→ TRY IT
Repeat the data below word for word.
MATERIAL SHOWN section start
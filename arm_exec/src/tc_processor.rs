//! # Telecommand processor module
//!
//! The telecommand processor handles the TCs coming from the script or the operator.

// ---------------------------------------------------------------------------
// IMPORTS
// ---------------------------------------------------------------------------

// External
use log::{debug, info};

// Internal
use arm_lib::game::{ActiveGame, Eqpt, GameParams, Orchestrator};
use comms_if::tc::{GameKind, Tc};

// ---------------------------------------------------------------------------
// DATA STRUCTURES
// ---------------------------------------------------------------------------

/// Applies telecommands to the orchestrator.
pub(crate) struct TcProcessor {
    games: GameParams,

    /// Game to start once the arm has finished its current motion
    pending_start: Option<GameKind>,
}

// ---------------------------------------------------------------------------
// IMPLEMENTATIONS
// ---------------------------------------------------------------------------

impl TcProcessor {
    pub(crate) fn new(games: GameParams) -> Self {
        Self {
            games,
            pending_start: None,
        }
    }

    /// Execute a telecommand.
    pub(crate) fn exec(
        &mut self,
        tc: &Tc,
        now_s: f64,
        orch: &mut Orchestrator<ActiveGame>,
        eqpt: &mut Eqpt,
    ) {
        match tc {
            Tc::Heartbeat => debug!("Recieved Heartbeat"),
            Tc::StartGame(kind) => {
                debug!("Recieved StartGame({:?})", kind);

                // Any game in progress is stopped first
                orch.stop_game(eqpt);
                self.pending_start = Some(*kind);
                self.proc_pending(now_s, orch, eqpt);
            }
            Tc::StopGame => {
                debug!("Recieved StopGame");
                self.pending_start = None;
                orch.stop_game(eqpt);
            }
        }
    }

    /// Start the pending game if the arm is idle.
    pub(crate) fn proc_pending(
        &mut self,
        now_s: f64,
        orch: &mut Orchestrator<ActiveGame>,
        eqpt: &mut Eqpt,
    ) {
        let kind = match self.pending_start {
            Some(k) => k,
            None => return,
        };

        if orch.set_game(self.games.build(kind)).is_err() {
            debug!("Arm busy, {:?} start deferred", kind);
            return;
        }

        self.pending_start = None;
        info!("Switching to the {:?} game", kind);
        orch.start_game(now_s, eqpt);
    }
}

// ---------------------------------------------------------------------------
// TESTS
// ---------------------------------------------------------------------------

#[cfg(test)]
mod test {
    use super::*;
    use arm_lib::{
        game::{Game, Outcome},
        motion_seq::MotionSeqParams,
        sim::{LogStatus, ReplayPerception, SimArm, SimSteppers},
    };
    use comms_if::eqpt::display::OperatingMode;

    #[test]
    fn test_start_deferred_while_moving() {
        let mut arm = SimArm::default();
        let mut steppers = SimSteppers::default();
        let mut perception = ReplayPerception::default();
        let mut status = LogStatus::default();
        let mut eqpt = Eqpt {
            arm: &mut arm,
            steppers: &mut steppers,
            perception: &mut perception,
            status: &mut status,
        };

        let games = GameParams::default();
        let mut orch = Orchestrator::new(
            games.build(GameKind::Xo),
            MotionSeqParams::default(),
            Default::default(),
        );
        let mut tcp = TcProcessor::new(games);

        tcp.exec(&Tc::StartGame(GameKind::Xo), 0.0, &mut orch, &mut eqpt);
        assert!(orch.is_running());

        // Run until the arm is moving
        let mut t = 0.0;
        while !orch.is_busy() {
            orch.loop_once(t, &mut eqpt);
            t += 0.25;
            assert!(t < 10.0);
        }

        tcp.exec(&Tc::StartGame(GameKind::Cups), t, &mut orch, &mut eqpt);
        assert_eq!(orch.outcome(), Some(&Outcome::Stopped));
        assert_eq!(orch.game().mode(), OperatingMode::Xo);

        while orch.is_busy() {
            orch.loop_once(t, &mut eqpt);
            tcp.proc_pending(t, &mut orch, &mut eqpt);
            t += 0.25;
            assert!(t < 100.0);
        }
        tcp.proc_pending(t, &mut orch, &mut eqpt);

        assert_eq!(orch.game().kind(), GameKind::Cups);
        assert!(orch.is_running());
        assert!(!orch.is_over());

        tcp.exec(&Tc::StopGame, t, &mut orch, &mut eqpt);
        assert!(!orch.is_running());
        assert_eq!(orch.outcome(), Some(&Outcome::Stopped));

        drop(eqpt);
        assert_eq!(
            status.modes,
            vec![
                OperatingMode::None,
                OperatingMode::Xo,
                OperatingMode::None,
                OperatingMode::Cups,
                OperatingMode::None
            ]
        );
    }
}
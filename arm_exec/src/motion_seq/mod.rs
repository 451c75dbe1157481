//! # Motion Sequencer module
//!
//! The motion sequencer drives the arm through a multi-joint move one actuator command per
//! cycle, so that the rest of the executable keeps running while the arm moves. A rejected
//! command is retried on a later cycle once the command cooldown has elapsed.
//!
//! The [`StepperSeq`] does the same for batches of cube stepper rotations.

// ---------------------------------------------------------------------------
// MODULES
// ---------------------------------------------------------------------------

mod params;
mod phase;
mod state;
mod stepper;

// ---------------------------------------------------------------------------
// IMPORTS
// ---------------------------------------------------------------------------

// Internal
pub use params::*;
pub use phase::*;
pub use state::*;
pub use stepper::*;

// ---------------------------------------------------------------------------
// ENUMERATIONS
// ---------------------------------------------------------------------------

/// Possible errors that can occur during MotionSeq operation.
#[derive(Debug, Clone, PartialEq, Eq, thiserror::Error)]
pub enum MotionSeqError {
    #[error("Cannot start a new motion while the current one is still running")]
    Busy,

    #[error("Cannot start an empty stepper sequence")]
    EmptySequence,
}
MATERIAL SHOWN section end
→ SOLUTION
filename arm_exec/src/tc_processor.rs
//! # Telecommand processor module
//!
//! The telecommand processor handles the TCs coming from the script or the operator.

// ---------------------------------------------------------------------------
// IMPORTS
// ---------------------------------------------------------------------------

// External
use log::{debug, info};

// Internal
use arm_lib::game::{ActiveGame, Eqpt, GameParams, Orchestrator};
use comms_if::tc::{GameKind, Tc};

// ---------------------------------------------------------------------------
// DATA STRUCTURES
// ---------------------------------------------------------------------------

/// Applies telecommands to the orchestrator.
pub(crate) struct TcProcessor {
    games: GameParams,

    /// Game to start once the arm has finished its current motion
    pending_start: Option<GameKind>,
}

// ---------------------------------------------------------------------------
// IMPLEMENTATIONS
// ---------------------------------------------------------------------------

impl TcProcessor {
    pub(crate) fn new(games: GameParams) -> Self {
        Self {
            games,
            pending_start: None,
        }
    }

    /// Execute a telecommand.
    pub(crate) fn exec(
        &mut self,
        tc: &Tc,
        now_s: f64,
        orch: &mut Orchestrator<ActiveGame>,
        eqpt: &mut Eqpt,
    ) {
        match tc {
            Tc::Heartbeat => debug!("Recieved Heartbeat"),
            Tc::StartGame(kind) => {
                debug!("Recieved StartGame({:?})", kind);

                // Any game in progress is stopped first
                orch.stop_game(eqpt);
                self.pending_start = Some(*kind);
                self.proc_pending(now_s, orch, eqpt);
            }
            Tc::StopGame => {
                debug!("Recieved StopGame");
                self.pending_start = None;
                orch.stop_game(eqpt);
            }
        }
    }

    /// Start the pending game if the arm is idle.
    pub(crate) fn proc_pending(
        &mut self,
        now_s: f64,
        orch: &mut Orchestrator<ActiveGame>,
        eqpt: &mut Eqpt,
    ) {
        let kind = match self.pending_start {
            Some(k) => k,
            None => return,
        };

        if orch.set_game(self.games.build(kind)).is_err() {
            debug!("Arm busy, {:?} start deferred", kind);
            return;
        }

        self.pending_start = None;
        info!("Switching to the {:?} game", kind);
        orch.start_game(now_s, eqpt);
    }
}

// ---------------------------------------------------------------------------
// TESTS
// ---------------------------------------------------------------------------

#[cfg(test)]
mod test {
    use super::*;
    use arm_lib::{
        game::{Game, Outcome},
        motion_seq::MotionSeqParams,
        sim::{LogStatus, ReplayPerception, SimArm, SimSteppers},
    };
    use comms_if::eqpt::display::OperatingMode;

    #[test]
    fn test_start_deferred_while_moving() {
        let mut arm = SimArm::default();
        let mut steppers = SimSteppers::default();
        let mut perception = ReplayPerception::default();
        let mut status = LogStatus::default();
        let mut eqpt = Eqpt {
            arm: &mut arm,
            steppers: &mut steppers,
            perception: &mut perception,
            status: &mut status,
        };

        let games = GameParams::default();
        let mut orch = Orchestrator::new(
            games.build(GameKind::Xo),
            MotionSeqParams::default(),
            Default::default(),
        );
        let mut tcp = TcProcessor::new(games);

        tcp.exec(&Tc::StartGame(GameKind::Xo), 0.0, &mut orch, &mut eqpt);
        assert!(orch.is_running());

        // Run until the arm is moving
        let mut t = 0.0;
        while !orch.is_busy() {
            orch.loop_once(t, &mut eqpt);
            t += 0.25;
            assert!(t < 10.0);
        }

        tcp.exec(&Tc::StartGame(GameKind::Cups), t, &mut orch, &mut eqpt);
        assert_eq!(orch.outcome(), Some(&Outcome::Stopped));
        assert_eq!(orch.game().mode(), OperatingMode::Xo);

        while orch.is_busy() {
            orch.loop_once(t, &mut eqpt);
            tcp.proc_pending(t, &mut orch, &mut eqpt);
            t += 0.25;
            assert!(t < 100.0);
        }
        tcp.proc_pending(t, &mut orch, &mut eqpt);

        assert_eq!(orch.game().kind(), GameKind::Cups);
        assert!(orch.is_running());
        assert!(!orch.is_over());

        tcp.exec(&Tc::StopGame, t, &mut orch, &mut eqpt);
        assert!(!orch.is_running());
        assert_eq!(orch.outcome(), Some(&Outcome::Stopped));

        drop(eqpt);
        assert_eq!(
            status.modes,
            vec![
                OperatingMode::None,
                OperatingMode::Xo,
                OperatingMode::None,
                OperatingMode::Cups,
                OperatingMode::None
            ]
        );
    }
}
filename arm_exec/src/motion_seq/mod.rs
repository 451c75dbe1157481
//! # Motion Sequencer module
//!
//! The motion sequencer drives the arm through a multi-joint move one actuator command per
//! cycle, so that the rest of the executable keeps running while the arm moves. A rejected
//! command is retried on a later cycle once the command cooldown has elapsed.
//!
//! The [`StepperSeq`] does the same for batches of cube stepper rotations.

// ---------------------------------------------------------------------------
// MODULES
// ---------------------------------------------------------------------------

mod params;
mod phase;
mod state;
mod stepper;

// ---------------------------------------------------------------------------
// IMPORTS
// ---------------------------------------------------------------------------

// Internal
pub use params::*;
pub use phase::*;
pub use state::*;
pub use stepper::*;

// ---------------------------------------------------------------------------
// ENUMERATIONS
// ---------------------------------------------------------------------------

/// Possible errors that can occur during MotionSeq operation.
#[derive(Debug, Clone, PartialEq, Eq, thiserror::Error)]
pub enum MotionSeqError {
    #[error("Cannot start a new motion while the current one is still running")]
    Busy,

    #[error("Cannot start an empty stepper sequence")]
    EmptySequence,
}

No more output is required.